I started using them back in my younger gaming days as sort of a team chat outside the game. It was what there was other than ICQ which leaked like a sieve. If I were to look at the list of people on AIM, 99% are from that game I stopped playing years ago and the only person I still talk to on it was someone from that game who became a true friend.
I despise farsebook. So that’s not an option. AIM was nice, a little window at the top of the screen that interfered with little. we might not talk for days or weeks and then we might talk for hours while doing other things.
I will be one of those that misses it
Judging from reading some of the comments, a few peole are confusing AIM with AOL. AIM is (was) the AOL Instant Messaging client. AIM just kicked the bucket, but AOL is, for the time being, sticking around as a portal company and internet provider (though I personally don’t know a single customer )

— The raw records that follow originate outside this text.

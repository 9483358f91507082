//! Sample catalogs.
//!
//! Each scenario comes in two forms: a [`TypeCatalog`] built in code and the
//! equivalent TOML definition file text, so loader and builder tests can
//! exercise the same shapes.

use sheetmap_meta::{
    CellKind, CellMarker, ConvertorKind, FieldDescriptor, Region, SheetKind, SheetMarker,
    TypeCatalog, TypeDef, TypeExpr, ValidatorKind,
};

/// Order workbook with one tabular sheet, a leaf cell and a region list.
///
/// ```text
/// Workbook (root "Quarterly report")
///   orders: Vec<Order>   sheet "Orders" at 1:0, tabular
/// Order
///   id: u64              cell "Id", validators required + regex
///   customer: String     cell "Customer", convertor trim
///   lines: Vec<Line>     cell "Lines", region-list [2,0 -> 4,0]
/// Line
///   sku: String          cell "SKU"
///   qty: u32             cell "Qty"
/// ```
pub fn workbook() -> TypeCatalog {
    build(vec![
        TypeDef::new("Workbook")
            .with_root("Quarterly report")
            .field(
                FieldDescriptor::new("orders", TypeExpr::vec_of("Order")).with_sheet(
                    SheetMarker::new("Orders")
                        .at(1, 0)
                        .with_kind(SheetKind::Tabular),
                ),
            )
            .field(FieldDescriptor::new("notes", TypeExpr::named("String"))),
        TypeDef::new("Order")
            .field(
                FieldDescriptor::new("id", TypeExpr::named("u64")).with_cell(
                    CellMarker::new("Id")
                        .validator(ValidatorKind::Required, "")
                        .validator(ValidatorKind::Regex, "^[0-9]+$"),
                ),
            )
            .field(
                FieldDescriptor::new("customer", TypeExpr::named("String")).with_cell(
                    CellMarker::new("Customer")
                        .with_region(Region::single(1, 0))
                        .convertor(ConvertorKind::Trim, ""),
                ),
            )
            .field(
                FieldDescriptor::new("lines", TypeExpr::vec_of("Line")).with_cell(
                    CellMarker::new("Lines")
                        .with_kind(CellKind::RegionList)
                        .with_region(Region::new(2, 0, 4, 0)),
                ),
            ),
        TypeDef::new("Line")
            .field(
                FieldDescriptor::new("sku", TypeExpr::named("String"))
                    .with_cell(CellMarker::new("SKU")),
            )
            .field(
                FieldDescriptor::new("qty", TypeExpr::named("u32")).with_cell(
                    CellMarker::new("Qty")
                        .with_region(Region::single(1, 0))
                        .convertor(ConvertorKind::Number, "u32"),
                ),
            ),
    ])
}

/// TOML definition file equivalent to [`workbook`].
pub const WORKBOOK_TOML: &str = r#"
[[types]]
name = "Workbook"
root = { name = "Quarterly report" }

[[types.fields]]
name = "orders"
type = "Vec<Order>"
sheet = { name = "Orders", start_line = 1, start_column = 0, kind = "tabular" }

[[types.fields]]
name = "notes"
type = "String"

[[types]]
name = "Order"

[[types.fields]]
name = "id"
type = "u64"

[types.fields.cell]
name = "Id"
validators = [{ kind = "required" }, { kind = "regex", param = "^[0-9]+$" }]

[[types.fields]]
name = "customer"
type = "String"

[types.fields.cell]
name = "Customer"
start_x = 1
end_x = 1
convertors = [{ kind = "trim" }]

[[types.fields]]
name = "lines"
type = "Vec<Line>"
cell = { name = "Lines", kind = "region-list", start_x = 2, end_x = 4 }

[[types]]
name = "Line"

[[types.fields]]
name = "sku"
type = "String"
cell = { name = "SKU" }

[[types.fields]]
name = "qty"
type = "u32"

[types.fields.cell]
name = "Qty"
start_x = 1
end_x = 1
convertors = [{ kind = "number", param = "u32" }]
"#;

/// Two-sheet root whose second sheet nests a region three levels deep.
///
/// ```text
/// Ledger (root "Ledger")
///   summary: Summary         sheet "Summary", fixed
///   entries: Vec<Entry>      sheet "Entries" at 2:0, tabular
/// Summary
///   total: f64               cell "Total"
/// Entry
///   date: String             cell "Date"
///   split: Split             cell "Split", region
/// Split
///   account: String          cell "Account"
///   parts: Vec<Part>         cell "Parts", region-list
/// Part
///   amount: f64              cell "Amount"
/// ```
pub fn nested_regions() -> TypeCatalog {
    build(vec![
        TypeDef::new("Ledger")
            .with_root("Ledger")
            .field(
                FieldDescriptor::new("summary", TypeExpr::named("Summary"))
                    .with_sheet(SheetMarker::new("Summary")),
            )
            .field(
                FieldDescriptor::new("entries", TypeExpr::vec_of("Entry")).with_sheet(
                    SheetMarker::new("Entries")
                        .at(2, 0)
                        .with_kind(SheetKind::Tabular),
                ),
            ),
        TypeDef::new("Summary").field(
            FieldDescriptor::new("total", TypeExpr::named("f64"))
                .with_cell(CellMarker::new("Total")),
        ),
        TypeDef::new("Entry")
            .field(
                FieldDescriptor::new("date", TypeExpr::named("String"))
                    .with_cell(CellMarker::new("Date").convertor(ConvertorKind::Date, "%Y-%m-%d")),
            )
            .field(
                FieldDescriptor::new("split", TypeExpr::named("Split")).with_cell(
                    CellMarker::new("Split")
                        .with_kind(CellKind::Region)
                        .with_region(Region::new(1, 0, 3, 0)),
                ),
            ),
        TypeDef::new("Split")
            .field(
                FieldDescriptor::new("account", TypeExpr::named("String"))
                    .with_cell(CellMarker::new("Account")),
            )
            .field(
                FieldDescriptor::new("parts", TypeExpr::vec_of("Part")).with_cell(
                    CellMarker::new("Parts")
                        .with_kind(CellKind::RegionList)
                        .with_region(Region::new(1, 0, 2, 0))
                        .with_on_missing("skip"),
                ),
            ),
        TypeDef::new("Part").field(
            FieldDescriptor::new("amount", TypeExpr::named("f64")).with_cell(
                CellMarker::new("Amount")
                    .validator(ValidatorKind::Range, "0..")
                    .convertor(ConvertorKind::Number, "f64"),
            ),
        ),
    ])
}

/// A region whose element type leads back to itself.
///
/// ```text
/// Tree (root "Tree")
///   nodes: Vec<Node>     sheet "Nodes"
/// Node
///   label: String        cell "Label"
///   children: Vec<Node>  cell "Children", region-list
/// ```
pub fn recursive() -> TypeCatalog {
    build(vec![
        TypeDef::new("Tree").with_root("Tree").field(
            FieldDescriptor::new("nodes", TypeExpr::vec_of("Node"))
                .with_sheet(SheetMarker::new("Nodes")),
        ),
        TypeDef::new("Node")
            .field(
                FieldDescriptor::new("label", TypeExpr::named("String"))
                    .with_cell(CellMarker::new("Label")),
            )
            .field(
                FieldDescriptor::new("children", TypeExpr::vec_of("Node"))
                    .with_cell(CellMarker::new("Children").with_kind(CellKind::RegionList)),
            ),
    ])
}

/// TOML definition file equivalent to [`recursive`].
pub const RECURSIVE_TOML: &str = r#"
[[types]]
name = "Tree"
root = { name = "Tree" }

[[types.fields]]
name = "nodes"
type = "Vec<Node>"
sheet = { name = "Nodes" }

[[types]]
name = "Node"

[[types.fields]]
name = "label"
type = "String"
cell = { name = "Label" }

[[types.fields]]
name = "children"
type = "Vec<Node>"
cell = { name = "Children", kind = "region-list" }
"#;

/// A sheet declared on a container with two type parameters.
pub fn ambiguous() -> TypeCatalog {
    build(vec![
        TypeDef::new("Index").with_root("Index").field(
            FieldDescriptor::new(
                "entries",
                TypeExpr::generic("HashSet", [TypeExpr::named("Entry"), TypeExpr::named("Hasher")]),
            )
            .with_sheet(SheetMarker::new("Entries")),
        ),
        TypeDef::new("Entry").field(
            FieldDescriptor::new("key", TypeExpr::named("String"))
                .with_cell(CellMarker::new("Key")),
        ),
    ])
}

/// TOML definition file equivalent to [`ambiguous`].
pub const AMBIGUOUS_TOML: &str = r#"
[[types]]
name = "Index"
root = { name = "Index" }

[[types.fields]]
name = "entries"
type = "HashSet<Entry, Hasher>"
sheet = { name = "Entries" }

[[types]]
name = "Entry"

[[types.fields]]
name = "key"
type = "String"
cell = { name = "Key" }
"#;

/// A chain of `depth` region cells, `Level0` through `Level{depth}`, below
/// a single sheet. Each level also carries `width` leaf cells.
pub fn chain(depth: usize, width: usize) -> TypeCatalog {
    let mut defs = vec![TypeDef::new("Chain").with_root("Chain").field(
        FieldDescriptor::new("levels", TypeExpr::vec_of("Level0"))
            .with_sheet(SheetMarker::new("Levels")),
    )];

    for level in 0..=depth {
        let mut def = TypeDef::new(format!("Level{level}"));
        for column in 0..width {
            let x = i32::try_from(column).unwrap_or(i32::MAX);
            let marker = CellMarker::new(format!("V{column}")).with_region(Region::single(x, 0));
            def = def.field(
                FieldDescriptor::new(format!("value{column}"), TypeExpr::named("String"))
                    .with_cell(marker),
            );
        }
        if level < depth {
            def = def.field(
                FieldDescriptor::new("next", TypeExpr::named(format!("Level{}", level + 1)))
                    .with_cell(CellMarker::new("Next").with_kind(CellKind::Region)),
            );
        }
        defs.push(def);
    }

    build(defs)
}

fn build(defs: Vec<TypeDef>) -> TypeCatalog {
    TypeCatalog::from_defs(defs).unwrap_or_else(|e| panic!("invalid sample catalog: {e}"))
}
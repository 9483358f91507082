//! End-to-end pipeline: definition files -> catalog -> tree -> slot

use assert_fs::prelude::*;
use pretty_assertions::assert_eq;
use sheetmap_core::{
    BuildOptions, ConfigSlot, SchemaBuilder, SharedSlot, SheetmapConfig, ThreadSlot, build_schema,
};
use sheetmap_meta::{DefinitionLoader, TypeDef, TypeDescriptor};
use sheetmap_test_utils::catalogs::{self, RECURSIVE_TOML, WORKBOOK_TOML};
use std::sync::Arc;
use std::thread;

#[test]
fn test_files_to_published_tree() {
    let temp = assert_fs::TempDir::new().unwrap();
    let defs = temp.child("defs");
    defs.child("workbook.toml").write_str(WORKBOOK_TOML).unwrap();
    defs.child("README.md").write_str("not a catalog").unwrap();
    defs.child("workbook.toml").assert(predicates::path::is_file());

    let catalog = DefinitionLoader::new().load(defs.path()).unwrap();
    let slot = SharedSlot::new();
    let config = build_schema(&catalog, "Workbook", &slot).unwrap();

    let expected = SchemaBuilder::new(&catalogs::workbook()).build("Workbook").unwrap();
    assert_eq!(*config, expected);
    assert!(Arc::ptr_eq(&slot.get().unwrap(), &config));
}

#[test]
fn test_config_file_controls_depth() {
    let temp = assert_fs::TempDir::new().unwrap();
    let config_file = temp.child("sheetmap.toml");
    config_file
        .write_str("[build]\nmax_depth = 1\ncollections = [\"Bag\"]\n")
        .unwrap();

    let config = SheetmapConfig::load(config_file.path()).unwrap();
    let catalog = catalogs::workbook();

    let err = SchemaBuilder::with_options(&catalog, config.build.clone())
        .build("Workbook")
        .unwrap_err();
    assert!(err.to_string().starts_with("Unresolvable recursion at depth 2"));

    let relaxed = config.build.with_max_depth(2);
    assert!(SchemaBuilder::with_options(&catalog, relaxed).build("Workbook").is_ok());
}

#[test]
fn test_every_root_in_catalog() {
    let temp = assert_fs::TempDir::new().unwrap();
    temp.child("workbook.toml").write_str(WORKBOOK_TOML).unwrap();
    temp.child("tree.toml").write_str(RECURSIVE_TOML).unwrap();

    let catalog = DefinitionLoader::new().load(temp.path()).unwrap();
    let builder = SchemaBuilder::with_options(&catalog, BuildOptions::default());
    let results: Vec<(&str, bool)> = catalog
        .roots()
        .map(|def: &TypeDef| (def.name(), builder.build(def.name()).is_ok()))
        .collect();

    assert_eq!(results, vec![("Tree", false), ("Workbook", true)]);
}

#[test]
fn test_parallel_builds_publish_per_thread() {
    let handles: Vec<_> = (0..4)
        .map(|i| {
            thread::spawn(move || {
                let catalog = if i % 2 == 0 {
                    catalogs::workbook()
                } else {
                    catalogs::nested_regions()
                };
                let root = if i % 2 == 0 { "Workbook" } else { "Ledger" };
                for _ in 0..16 {
                    build_schema(&catalog, root, &ThreadSlot).unwrap();
                    assert_eq!(ThreadSlot.get().unwrap().type_name, root);
                }
                serde_json::to_string(&*ThreadSlot.get().unwrap()).unwrap()
            })
        })
        .collect();

    let outputs: Vec<String> = handles.into_iter().map(|h| h.join().unwrap()).collect();
    assert_eq!(outputs[0], outputs[2]);
    assert_eq!(outputs[1], outputs[3]);
    assert_ne!(outputs[0], outputs[1]);
}
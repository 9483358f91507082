//! Loader for catalog definition files
//!
//! A catalog definition file lists described types under `types`. The
//! format is detected from the file extension:
//!
//! - `.toml` -> TOML
//! - `.json` -> JSON
//! - `.yaml`, `.yml` -> YAML
//!
//! ```toml
//! [[types]]
//! name = "Workbook"
//! root = { name = "Quarterly report" }
//!
//! [[types.fields]]
//! name = "orders"
//! type = "Vec<Order>"
//! sheet = { name = "Orders", start_line = 1, kind = "tabular" }
//!
//! [[types]]
//! name = "Order"
//!
//! [[types.fields]]
//! name = "id"
//! type = "u64"
//! cell = { name = "Id", start_x = 0 }
//! ```

use std::fmt;
use std::fs;
use std::path::{Path, PathBuf};

use serde::{Deserialize, Serialize};

use crate::catalog::TypeCatalog;
use crate::descriptor::TypeDef;
use crate::error::{Error, Result};

/// Serialization format of a definition file.
#[derive(Debug, Clone, Copy, PartialEq, Eq)]
pub enum DefinitionFormat {
    Toml,
    Json,
    Yaml,
}

impl DefinitionFormat {
    /// Detect the format from a path's extension.
    pub fn from_path(path: &Path) -> Result<Self> {
        let extension = path
            .extension()
            .and_then(|ext| ext.to_str())
            .unwrap_or("");
        match extension.to_lowercase().as_str() {
            "toml" => Ok(DefinitionFormat::Toml),
            "json" => Ok(DefinitionFormat::Json),
            "yaml" | "yml" => Ok(DefinitionFormat::Yaml),
            _ => Err(Error::UnsupportedFormat {
                extension: extension.to_string(),
            }),
        }
    }
}

impl fmt::Display for DefinitionFormat {
    fn fmt(&self, f: &mut fmt::Formatter<'_>) -> fmt::Result {
        match self {
            DefinitionFormat::Toml => write!(f, "TOML"),
            DefinitionFormat::Json => write!(f, "JSON"),
            DefinitionFormat::Yaml => write!(f, "YAML"),
        }
    }
}

/// On-disk shape of a definition file.
#[derive(Debug, Default, Serialize, Deserialize)]
struct DefinitionFile {
    #[serde(default)]
    types: Vec<TypeDef>,
}

/// Loads type catalogs from definition files.
#[derive(Debug, Default)]
pub struct DefinitionLoader;

impl DefinitionLoader {
    /// Create a new DefinitionLoader
    pub fn new() -> Self {
        Self
    }

    /// Load a catalog from a file, or from every definition file in a
    /// directory.
    pub fn load(&self, path: &Path) -> Result<TypeCatalog> {
        if path.is_dir() {
            self.load_dir(path)
        } else {
            self.load_file(path)
        }
    }

    /// Load a catalog from a single definition file.
    pub fn load_file(&self, path: &Path) -> Result<TypeCatalog> {
        let format = DefinitionFormat::from_path(path)?;
        let content = fs::read_to_string(path).map_err(|e| Error::io(path, e))?;
        let catalog = self.parse(&content, format, path)?;
        tracing::debug!(path = %path.display(), types = catalog.len(), "Loaded definitions");
        Ok(catalog)
    }

    /// Parse definitions from a string. `origin` is only used in errors.
    pub fn parse(
        &self,
        content: &str,
        format: DefinitionFormat,
        origin: &Path,
    ) -> Result<TypeCatalog> {
        let parse_error = |message: String| Error::DefinitionParse {
            path: origin.to_path_buf(),
            format: format.to_string(),
            message,
        };

        let file: DefinitionFile = match format {
            DefinitionFormat::Toml => {
                toml::from_str(content).map_err(|e| parse_error(e.to_string()))?
            }
            DefinitionFormat::Json => {
                serde_json::from_str(content).map_err(|e| parse_error(e.to_string()))?
            }
            DefinitionFormat::Yaml => {
                serde_yaml::from_str(content).map_err(|e| parse_error(e.to_string()))?
            }
        };

        TypeCatalog::from_defs(file.types)
    }

    /// Load and merge every definition file in a directory.
    ///
    /// Files are read in file-name order. Files that fail to parse are
    /// skipped with a warning; a type name defined in two files is an error.
    /// A missing directory yields an empty catalog.
    pub fn load_dir(&self, dir: &Path) -> Result<TypeCatalog> {
        let mut catalog = TypeCatalog::new();

        if !dir.exists() {
            return Ok(catalog);
        }

        let entries = fs::read_dir(dir).map_err(|e| Error::io(dir, e))?;
        let mut paths: Vec<PathBuf> = entries
            .flatten()
            .map(|entry| entry.path())
            .filter(|path| path.is_file() && DefinitionFormat::from_path(path).is_ok())
            .collect();
        paths.sort();

        for path in paths {
            match self.load_file(&path) {
                Ok(loaded) => catalog.merge(loaded)?,
                Err(e) => {
                    // Log warning but continue loading other files
                    tracing::warn!("Failed to load {:?}: {}", path, e);
                }
            }
        }

        Ok(catalog)
    }
}

#[cfg(test)]
mod tests {
    use super::*;

    #[test]
    fn test_format_from_path() {
        assert_eq!(
            DefinitionFormat::from_path(Path::new("a.toml")).unwrap(),
            DefinitionFormat::Toml
        );
        assert_eq!(
            DefinitionFormat::from_path(Path::new("a.JSON")).unwrap(),
            DefinitionFormat::Json
        );
        assert_eq!(
            DefinitionFormat::from_path(Path::new("a.yml")).unwrap(),
            DefinitionFormat::Yaml
        );
        assert!(matches!(
            DefinitionFormat::from_path(Path::new("a.txt")),
            Err(Error::UnsupportedFormat { .. })
        ));
    }

    #[test]
    fn test_parse_empty_document() {
        let loader = DefinitionLoader::new();
        let catalog = loader
            .parse("", DefinitionFormat::Toml, Path::new("empty.toml"))
            .unwrap();
        assert!(catalog.is_empty());
    }

    #[test]
    fn test_parse_error_names_origin() {
        let loader = DefinitionLoader::new();
        let err = loader
            .parse("[[types]]\nname = 3\n", DefinitionFormat::Toml, Path::new("bad.toml"))
            .unwrap_err();
        let message = err.to_string();
        assert!(message.contains("bad.toml"), "got: {message}");
        assert!(message.contains("TOML"), "got: {message}");
    }

    #[test]
    fn test_load_from_nonexistent_dir() {
        let loader = DefinitionLoader::new();
        let catalog = loader.load_dir(Path::new("/nonexistent/path")).unwrap();
        assert!(catalog.is_empty());
    }

    #[test]
    fn test_load_missing_file_is_io_error() {
        let loader = DefinitionLoader::new();
        let err = loader.load(Path::new("/nonexistent/catalog.toml")).unwrap_err();
        assert!(matches!(err, Error::Io { .. }));
    }
}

@DrWorm true, and i was going to make the same point.
As a side note, I don’t think anyone uses AOL as an ISP anymore. It’s mostly just a hub like Yahoo or MSN for news, email and other things you might need quick access to daily. It still costs money, and far too much, in my opinion. My in-laws use AOL because they run a small business and they don’t want to lose the @aol email address (they’re old and set in their ways).
@capguncowboy
I don’t even want to think about the end of aol email.
It would be the end of an era.
IRC. I had a friend who was really into taking over channels during netsplits. He wasn’t too big an asshole tho. He would always return control to whomever was legit promptly.